Permutation City
by Greg Egan
Greg Egan's mind-bending exploration of consciousness where digital Copies discover their virtual reality may be more real than reality itself
"All mathematically possible structures exist, among them our physics and therefore our spacetime".
Editorial Summary
In a near future where climate change has ravaged Earth and vast computing power enables the creation of 'Copies' - whole brain emulations of scanned humans detailed enough to allow for subjective conscious experience, Greg Egan's Permutation City follows Paul Durham's fifth Copy waking in a simulated Sydney apartment, discovering his flesh-and-blood original has sabotaged the legally mandated bale-out function because the original believes his previous four Copies lacked the resolve to continue.
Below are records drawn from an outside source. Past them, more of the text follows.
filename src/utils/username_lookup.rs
use anyhow::{Result, anyhow};
use autoscale_cuckoo_filter::CuckooFilter;
use futures_util::StreamExt;
use moka::future::Cache;
use once_cell::sync::Lazy;
use sqlx::MySqlPool;
use std::sync::RwLock;
use std::time::Duration;

/// Fast username-availability lookups for registration:
/// a cuckoo filter gives cheap definite negatives ("never seen"), a moka
/// cache gives cheap positives ("known taken"), and the database is the
/// fallback in between.

const FILTER_CAPACITY: usize = 100_000;
const FALSE_POSITIVE_RATE: f64 = 0.001;

static TAKEN_FILTER: Lazy<RwLock<CuckooFilter<String>>> =
    Lazy::new(|| RwLock::new(CuckooFilter::new(FILTER_CAPACITY, FALSE_POSITIVE_RATE)));

/// value is always true; only taken names are stored
static TAKEN_CACHE: Lazy<Cache<String, bool>> = Lazy::new(|| {
    Cache::builder()
        .max_capacity(500_000)
        .time_to_live(Duration::from_secs(86400)) // 24h TTL
        .build()
});

#[inline]
fn normalize(username: &str) -> String {
    username.to_lowercase()
}

/// False means the username definitely does not exist.
pub fn might_exist(username: &str) -> bool {
    TAKEN_FILTER
        .read()
        .expect("username filter poisoned")
        .contains(&normalize(username))
}

pub async fn is_known_taken(username: &str) -> bool {
    TAKEN_CACHE.get(&normalize(username)).await.unwrap_or(false)
}

/// Record a freshly registered username in both layers.
pub async fn mark_taken(username: &str) {
    let username = normalize(username);
    TAKEN_FILTER
        .write()
        .expect("username filter poisoned")
        .add(&username);
    TAKEN_CACHE.insert(username, true).await;
}

fn filter_insert_batch(usernames: &[String]) {
    let mut filter = TAKEN_FILTER.write().expect("username filter poisoned");
    for username in usernames {
        filter.add(username);
    }
}

/// Stream every username into the filter at startup.
pub async fn warmup_filter(pool: &MySqlPool, batch_size: usize) -> Result<()> {
    let mut stream = sqlx::query_as::<_, (String,)>("SELECT username FROM users").fetch(pool);

    let mut batch = Vec::with_capacity(batch_size);
    let mut total = 0usize;

    while let Some(row) = stream.next().await {
        let (username,) = row.map_err(|e| anyhow!("DB row fetch failed: {}", e))?;
        batch.push(normalize(&username));
        total += 1;

        if batch.len() == batch_size {
            filter_insert_batch(&batch);
            batch.clear();
        }
    }

    if !batch.is_empty() {
        filter_insert_batch(&batch);
    }

    log::info!("Username filter warmup complete: {} users", total);
    Ok(())
}

/// Pre-populate the taken cache with recently active accounts only.
pub async fn warmup_cache(pool: &MySqlPool, days: u32, batch_size: usize) -> Result<()> {
    let mut stream = sqlx::query_as::<_, (String,)>(
        r#"
        SELECT username
        FROM users
        WHERE last_login_at >= NOW() - INTERVAL ? DAY
        ORDER BY last_login_at DESC
        "#,
    )
    .bind(days)
    .fetch(pool);

    let mut batch = Vec::with_capacity(batch_size);
    let mut total = 0usize;

    while let Some(row) = stream.next().await {
        let (username,) = row.map_err(|e| anyhow!("DB row fetch failed: {}", e))?;
        batch.push(normalize(&username));
        total += 1;

        if batch.len() >= batch_size {
            cache_insert_batch(&batch).await;
            batch.clear();
        }
    }

    if !batch.is_empty() {
        cache_insert_batch(&batch).await;
    }

    log::info!(
        "Username cache warmup complete: {} recent users (last {} days)",
        total,
        days
    );
    Ok(())
}

async fn cache_insert_batch(usernames: &[String]) {
    let futures: Vec<_> = usernames
        .iter()
        .map(|u| TAKEN_CACHE.insert(u.clone(), true))
        .collect();
    futures::future::join_all(futures).await;
}
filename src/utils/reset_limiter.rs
use moka::future::Cache;
use std::time::Duration;

/// Expiring per-account counter used to throttle password-reset requests.
///
/// Entries live for one window and evaporate on their own, so the limiter
/// never grows unbounded and needs no sweeping. The window restarts on each
/// counted request.
#[derive(Clone)]
pub struct ResetLimiter {
    counters: Cache<String, u32>,
    max_requests: u32,
}

impl ResetLimiter {
    pub fn new(max_requests: u32, window: Duration) -> Self {
        let counters = Cache::builder()
            .max_capacity(100_000)
            .time_to_live(window)
            .build();
        Self {
            counters,
            max_requests,
        }
    }

    /// Records one request for `key` and reports whether it is allowed.
    pub async fn try_acquire(&self, key: &str) -> bool {
        let key = key.trim().to_lowercase();
        let used = self.counters.get(&key).await.unwrap_or(0);
        if used >= self.max_requests {
            return false;
        }
        self.counters.insert(key, used + 1).await;
        true
    }
}

#[cfg(test)]
mod tests {
    use super::*;

    #[actix_web::test]
    async fn allows_up_to_the_limit_then_blocks() {
        let limiter = ResetLimiter::new(3, Duration::from_secs(60));
        assert!(limiter.try_acquire("amina").await);
        assert!(limiter.try_acquire("amina").await);
        assert!(limiter.try_acquire("amina").await);
        assert!(!limiter.try_acquire("amina").await);
    }

    #[actix_web::test]
    async fn keys_are_independent() {
        let limiter = ResetLimiter::new(1, Duration::from_secs(60));
        assert!(limiter.try_acquire("amina").await);
        assert!(!limiter.try_acquire("amina").await);
        assert!(limiter.try_acquire("rashid").await);
    }

    #[actix_web::test]
    async fn keys_are_normalized() {
        let limiter = ResetLimiter::new(1, Duration::from_secs(60));
        assert!(limiter.try_acquire("Amina").await);
        assert!(!limiter.try_acquire(" amina ").await);
    }
}
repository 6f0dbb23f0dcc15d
#[derive(Debug, Copy, Clone, Eq, PartialEq)]
pub enum Role {
    Admin = 1,
    Instructor = 2,
    Student = 3,
}

impl Role {
    pub fn from_id(id: u8) -> Option<Self> {
        match id {
            1 => Some(Role::Admin),
            2 => Some(Role::Instructor),
            3 => Some(Role::Student),
            _ => None,
        }
    }
}

#[cfg(test)]
mod tests {
    use super::*;

    #[test]
    fn only_known_role_ids_resolve() {
        assert_eq!(Role::from_id(1), Some(Role::Admin));
        assert_eq!(Role::from_id(2), Some(Role::Instructor));
        assert_eq!(Role::from_id(3), Some(Role::Student));
        assert_eq!(Role::from_id(0), None);
        assert_eq!(Role::from_id(4), None);
        assert_eq!(Role::from_id(5), None);
    }
}
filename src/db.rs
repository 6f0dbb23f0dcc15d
use sqlx::MySqlPool;

pub async fn init_db(database_url: &str) -> MySqlPool {
    MySqlPool::connect(database_url)
        .await
        .expect("Failed to connect to database")
}
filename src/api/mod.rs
pub mod attendance;
pub mod course;
pub mod quiz;
pub mod student;
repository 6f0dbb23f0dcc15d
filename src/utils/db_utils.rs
use actix_web::error::ErrorBadRequest;
use chrono::{NaiveDate, NaiveDateTime};
use serde_json::Value;
use sqlx::MySqlPool;

/// SQL bindable value enum
#[derive(Debug, PartialEq)]
pub enum SqlValue {
    String(String),
    I64(i64),
    F64(f64),
    Bool(bool),
    Date(NaiveDate),
    DateTime(NaiveDateTime),
    Null,
}

/// Dynamic UPDATE statement plus its bind values, in SET-clause order.
#[derive(Debug)]
pub struct SqlUpdate {
    pub sql: String,
    pub values: Vec<SqlValue>,
}

/// Builds `UPDATE <table> SET ... WHERE <id_column> = ?` from a partial
/// JSON payload. Only columns named in `allowed_columns` may appear;
/// anything else is rejected so callers cannot smuggle arbitrary
/// identifiers into the statement.
pub fn build_update_sql(
    table: &str,
    allowed_columns: &[&str],
    payload: &Value,
    id_column: &str,
    id_value: i64,
) -> Result<SqlUpdate, actix_web::Error> {
    let obj = payload
        .as_object()
        .ok_or_else(|| ErrorBadRequest("Payload must be a JSON object"))?;

    if obj.is_empty() {
        return Err(ErrorBadRequest("No fields provided for update"));
    }

    for key in obj.keys() {
        if !allowed_columns.contains(&key.as_str()) {
            return Err(ErrorBadRequest(format!("Unknown field: {}", key)));
        }
    }

    let set_clause = obj
        .keys()
        .map(|k| format!("{} = ?", k))
        .collect::<Vec<_>>()
        .join(", ");

    let sql = format!("UPDATE {} SET {} WHERE {} = ?", table, set_clause, id_column);

    let mut values = Vec::with_capacity(obj.len() + 1);

    for value in obj.values() {
        match value {
            Value::String(s) => {
                if let Ok(d) = NaiveDate::parse_from_str(s, "%Y-%m-%d") {
                    values.push(SqlValue::Date(d));
                } else if let Ok(dt) = NaiveDateTime::parse_from_str(s, "%Y-%m-%dT%H:%M:%S") {
                    values.push(SqlValue::DateTime(dt));
                } else {
                    values.push(SqlValue::String(s.clone()));
                }
            }
            Value::Number(n) => {
                if let Some(i) = n.as_i64() {
                    values.push(SqlValue::I64(i));
                } else if let Some(f) = n.as_f64() {
                    values.push(SqlValue::F64(f));
                }
            }
            Value::Bool(b) => values.push(SqlValue::Bool(*b)),
            Value::Null => values.push(SqlValue::Null),
            _ => return Err(ErrorBadRequest("Unsupported JSON value type")),
        }
    }

    // WHERE id = ?
    values.push(SqlValue::I64(id_value));

    Ok(SqlUpdate { sql, values })
}

pub async fn execute_update(pool: &MySqlPool, update: SqlUpdate) -> Result<u64, sqlx::Error> {
    let mut query = sqlx::query(&update.sql);

    for value in update.values {
        query = match value {
            SqlValue::String(v) => query.bind(v),
            SqlValue::I64(v) => query.bind(v),
            SqlValue::F64(v) => query.bind(v),
            SqlValue::Bool(v) => query.bind(v),
            SqlValue::Date(v) => query.bind(v),
            SqlValue::DateTime(v) => query.bind(v),
            SqlValue::Null => query.bind(None::<String>),
        };
    }

    let result = query.execute(pool).await?;
    Ok(result.rows_affected())
}

#[cfg(test)]
mod tests {
    use super::*;
    use serde_json::json;

    const COLS: &[&str] = &["first_name", "status", "enrolled_date"];

    #[test]
    fn builds_update_with_where_binding_last() {
        let payload = json!({ "first_name": "Amina", "status": "active" });
        let update = build_update_sql("students", COLS, &payload, "id", 7).unwrap();
        assert_eq!(
            update.sql,
            "UPDATE students SET first_name = ?, status = ? WHERE id = ?"
        );
        assert_eq!(update.values.len(), 3);
        assert_eq!(update.values[2], SqlValue::I64(7));
    }

    #[test]
    fn date_strings_bind_as_dates() {
        let payload = json!({ "enrolled_date": "2024-01-15" });
        let update = build_update_sql("students", COLS, &payload, "id", 1).unwrap();
        let expected = NaiveDate::from_ymd_opt(2024, 1, 15).unwrap();
        assert_eq!(update.values[0], SqlValue::Date(expected));
    }

    #[test]
    fn rejects_unknown_columns() {
        let payload = json!({ "password": "nope" });
        assert!(build_update_sql("students", COLS, &payload, "id", 1).is_err());
    }

    #[test]
    fn rejects_empty_payload() {
        let payload = json!({});
        assert!(build_update_sql("students", COLS, &payload, "id", 1).is_err());
    }

    #[test]
    fn rejects_non_object_payload() {
        let payload = json!(["first_name"]);
        assert!(build_update_sql("students", COLS, &payload, "id", 1).is_err());
    }
}
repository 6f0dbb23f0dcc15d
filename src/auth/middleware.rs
use crate::auth::auth::AuthUser;
use crate::auth::jwt::verify_token;
use crate::config::Config;
use crate::model::role::Role;
use actix_web::middleware::Next;
use actix_web::{
    Error, HttpMessage, HttpResponse,
    body::BoxBody,
    dev::{ServiceRequest, ServiceResponse},
    web::Data,
};
use serde_json::json;

pub async fn auth_middleware(
    req: ServiceRequest,
    next: Next<BoxBody>,
) -> Result<ServiceResponse<BoxBody>, Error> {
    let config = req
        .app_data::<Data<Config>>()
        .ok_or_else(|| actix_web::error::ErrorInternalServerError("App config missing"))?;

    let header_value = match req.headers().get("Authorization") {
        Some(h) => h.to_str().map_err(|_| {
            actix_web::error::ErrorUnauthorized(
                json!({"error": "Invalid Authorization header encoding"}),
            )
        })?,
        None => {
            let resp =
                HttpResponse::Unauthorized().json(json!({"error": "Missing Authorization header"}));
            return Ok(req.into_response(resp.map_into_boxed_body()));
        }
    };

    let token = match header_value.strip_prefix("Bearer ") {
        Some(t) => t,
        None => {
            let resp = HttpResponse::Unauthorized()
                .json(json!({"error": "Authorization header must start with Bearer"}));
            return Ok(req.into_response(resp.map_into_boxed_body()));
        }
    };

    let claims = match verify_token(token, &config.jwt_secret) {
        Ok(c) => c,
        Err(e) => {
            let resp = HttpResponse::Unauthorized()
                .json(json!({"error": "Invalid or expired token", "details": e}));
            return Ok(req.into_response(resp.map_into_boxed_body()));
        }
    };

    let role = match Role::from_id(claims.role) {
        Some(role) => role,
        None => {
            let resp = HttpResponse::Unauthorized().json(json!({"error": "Invalid role"}));
            return Ok(req.into_response(resp.map_into_boxed_body()));
        }
    };

    let auth_user = AuthUser {
        user_id: claims.user_id,
        username: claims.sub,
        role,
        student_id: claims.student_id,
    };

    req.extensions_mut().insert(auth_user);

    next.call(req).await
}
The novel introduces Maria Deluca, an unemployed programmer and enthusiast of the Autoverse, a cellular automaton universe governed by simplified physics that supports its own distinct chemistry, who tends cultures of Autobacterium lamberti. Durham reveals his self-experiments convinced him there is no difference between physics and mathematics, and that all mathematically possible structures exist, a belief he refers to as 'Dust Theory' - implying that all possible universes exist and are equally real, emerging spontaneously from their own mathematical self-consistency. Parts of Permutation City were adapted from Egan's 1992 short story 'Dust' and the novel won the John W. Campbell Award and Ditmar Award in 1995.
Perspective
"Reading this novel feels like having your fundamental assumptions about consciousness systematically deconstructed as you follow digital beings who discover their simulated existence may be the only existence that matters. Egan's distinctive contribution is the Dust Theory - the radical proposition that consciousness emerges from mathematical patterns that can assemble themselves from any substrate, making all possible universes equally real and self-consistent. Philosophers and computer scientists grappling with the hard problem of consciousness will find Egan's rigorous exploration of substrate-independent minds essential for understanding how digital immortality might actually function in practice."